Anyone familiar with Kate Spade’s recent content – from the continuing #MissAdventure film series starring Anna Kendrick to the ad campaign featuring notable New Yorkers like Karlie Kloss and Iris Apfel – can tell you that storytelling is at the heart of the label’s creative output. So much so that the storytelling process actually begins right from the start, during the product development phase.
“Clothes are a language,” Kristen said, noting that successful brands approach content in the same way that individual people do, which is intrinsically different than the approach of publishers. Whereas a magazine may cull what’s happening all over culture to shape their point of view, the point of view of a brand is already inherently present during the creation process. In that sense, content should act as a form of self-expression.

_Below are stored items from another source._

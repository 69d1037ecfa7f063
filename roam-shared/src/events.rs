use chrono::NaiveDate;
use serde::{Deserialize, Serialize};
use uuid::Uuid;

pub const TOPIC_BOOKING_CREATED: &str = "booking.created";
pub const TOPIC_BOOKING_CONFIRMED: &str = "booking.confirmed";
pub const TOPIC_BOOKING_PAYMENT_FAILED: &str = "booking.payment_failed";
pub const TOPIC_BOOKING_CANCELLED: &str = "booking.cancelled";

#[derive(Debug, Serialize, Deserialize, Clone)]
pub struct BookingCreatedEvent {
    pub booking_id: Uuid,
    pub vehicle_id: Uuid,
    pub renter_id: Uuid,
    pub start_date: NaiveDate,
    pub end_date: NaiveDate,
    pub total_minor: i64,
    pub currency: String,
    pub occurred_at: i64,
}

#[derive(Debug, Serialize, Deserialize, Clone)]
pub struct BookingConfirmedEvent {
    pub booking_id: Uuid,
    pub vehicle_id: Uuid,
    pub renter_id: Uuid,
    pub provider: String,
    pub occurred_at: i64,
}

#[derive(Debug, Serialize, Deserialize, Clone)]
pub struct BookingPaymentFailedEvent {
    pub booking_id: Uuid,
    pub vehicle_id: Uuid,
    pub renter_id: Uuid,
    pub provider: String,
    pub occurred_at: i64,
}

#[derive(Debug, Serialize, Deserialize, Clone)]
pub struct BookingCancelledEvent {
    pub booking_id: Uuid,
    pub vehicle_id: Uuid,
    pub actor: String,
    pub occurred_at: i64,
}

/// Everything the notification dispatcher consumes from this core.
/// Keyed by booking id so per-booking ordering survives partitioning.
#[derive(Debug, Serialize, Deserialize, Clone)]
#[serde(tag = "type", rename_all = "snake_case")]
pub enum DomainEvent {
    BookingCreated(BookingCreatedEvent),
    BookingConfirmed(BookingConfirmedEvent),
    BookingPaymentFailed(BookingPaymentFailedEvent),
    BookingCancelled(BookingCancelledEvent),
}

impl DomainEvent {
    pub fn topic(&self) -> &'static str {
        match self {
            DomainEvent::BookingCreated(_) => TOPIC_BOOKING_CREATED,
            DomainEvent::BookingConfirmed(_) => TOPIC_BOOKING_CONFIRMED,
            DomainEvent::BookingPaymentFailed(_) => TOPIC_BOOKING_PAYMENT_FAILED,
            DomainEvent::BookingCancelled(_) => TOPIC_BOOKING_CANCELLED,
        }
    }

    pub fn key(&self) -> Uuid {
        match self {
            DomainEvent::BookingCreated(e) => e.booking_id,
            DomainEvent::BookingConfirmed(e) => e.booking_id,
            DomainEvent::BookingPaymentFailed(e) => e.booking_id,
            DomainEvent::BookingCancelled(e) => e.booking_id,
        }
    }
}
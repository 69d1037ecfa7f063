use redis::RedisResult;

#[derive(Clone)]
pub struct RedisClient {
    client: redis::Client,
}

impl RedisClient {
    pub async fn new(connection_string: &str) -> Result<Self, redis::RedisError> {
        let client = redis::Client::open(connection_string)?;
        Ok(Self { client })
    }

    /// Fixed-window rate limit: INCR + EXPIRE in one atomic pipeline.
    pub async fn check_rate_limit(
        &self,
        key: &str,
        limit: i64,
        window_seconds: i64,
    ) -> RedisResult<bool> {
        let mut conn = self.client.get_multiplexed_async_connection().await?;

        let (count,): (i64,) = redis::pipe()
            .atomic()
            .incr(key, 1)
            .expire(key, window_seconds)
            .ignore()
            .query_async(&mut conn)
            .await?;

        Ok(count <= limit)
    }
}
use axum::{extract::State, routing::post, Extension, Json, Router};
use chrono::{NaiveDate, Utc};
use roam_booking::sweep::CompletionSweep;
use roam_core::identity::Claims;
use serde::{Deserialize, Serialize};

use crate::error::ApiError;
use crate::state::AppState;

pub fn routes() -> Router<AppState> {
    Router::new().route("/v1/ops/sweep/completed", post(sweep_completed))
}

#[derive(Debug, Deserialize)]
struct SweepRequest {
    as_of: Option<NaiveDate>,
}

#[derive(Debug, Serialize)]
struct SweepResponse {
    count: usize,
}

/// Manual trigger for the Confirmed -> Completed sweep, for the ops
/// scheduler and for backfills.
async fn sweep_completed(
    State(state): State<AppState>,
    Extension(claims): Extension<Claims>,
    Json(req): Json<SweepRequest>,
) -> Result<Json<SweepResponse>, ApiError> {
    if !claims.is_ops() {
        return Err(ApiError::AuthorizationError("ops role required".into()));
    }

    let as_of = req.as_of.unwrap_or_else(|| Utc::now().date_naive());
    let count = CompletionSweep::new(state.bookings.clone()).run(as_of).await?;
    Ok(Json(SweepResponse { count }))
}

“You should be able to look at [an ad in] a magazine, put your hand over our logo and be able to tell it’s Kate Spade,” she recalled telling her staff.
In today’s digital atmosphere, that self-expression must be a lot of other things, too; one part community-building and one part storytelling, with one part focused on driving sales, as well.
It’s an approach Drew likened to apartment hunting.
“It’s like when you say that it’s got to have a walk-in closet,” he said. In other words, if a piece of content doesn’t check certain pre-determined boxes, it just won’t work.
Despite all of the pressure for content to perform well across many diverse channels, Kristen is firm in her belief that the creative itself should be able to stand alone in terms of artistic merit and emotional resonance, citing the #MissAdventure films as a successful example.
“Because a fashion film is truly shopplable, doesn’t mean it has to be in service of the shopping,” she said. “This is an old-fashioned idea, but if you create something that’s really true to who you are as a brand, that’s what makes people buy things.”
That authenticity is paramount, and Kristen believes that digital culture today affords brands ample opportunity to find new audiences while remaining true to themselves. It’s why she thinks PAPER‘s infamous Kim Kardashian #BreakTheInternet cover worked so well.
“That was just PAPER being their PAPER-y selves,” she said, but all parties involved had a platform digitally that allowed the relatively niche title to reach 50 million users on their website alone with those images.
Even in a world in which the pace of content consumption is, as Kristen deemed it, “sort of inhuman,” content creation is made that much less daunting by having a very clear idea of what story you are trying to tell.
“If you know the story like the back of your hand, and you’re able to tell it intuitively at any given moment, then you’re halfway there,” she said.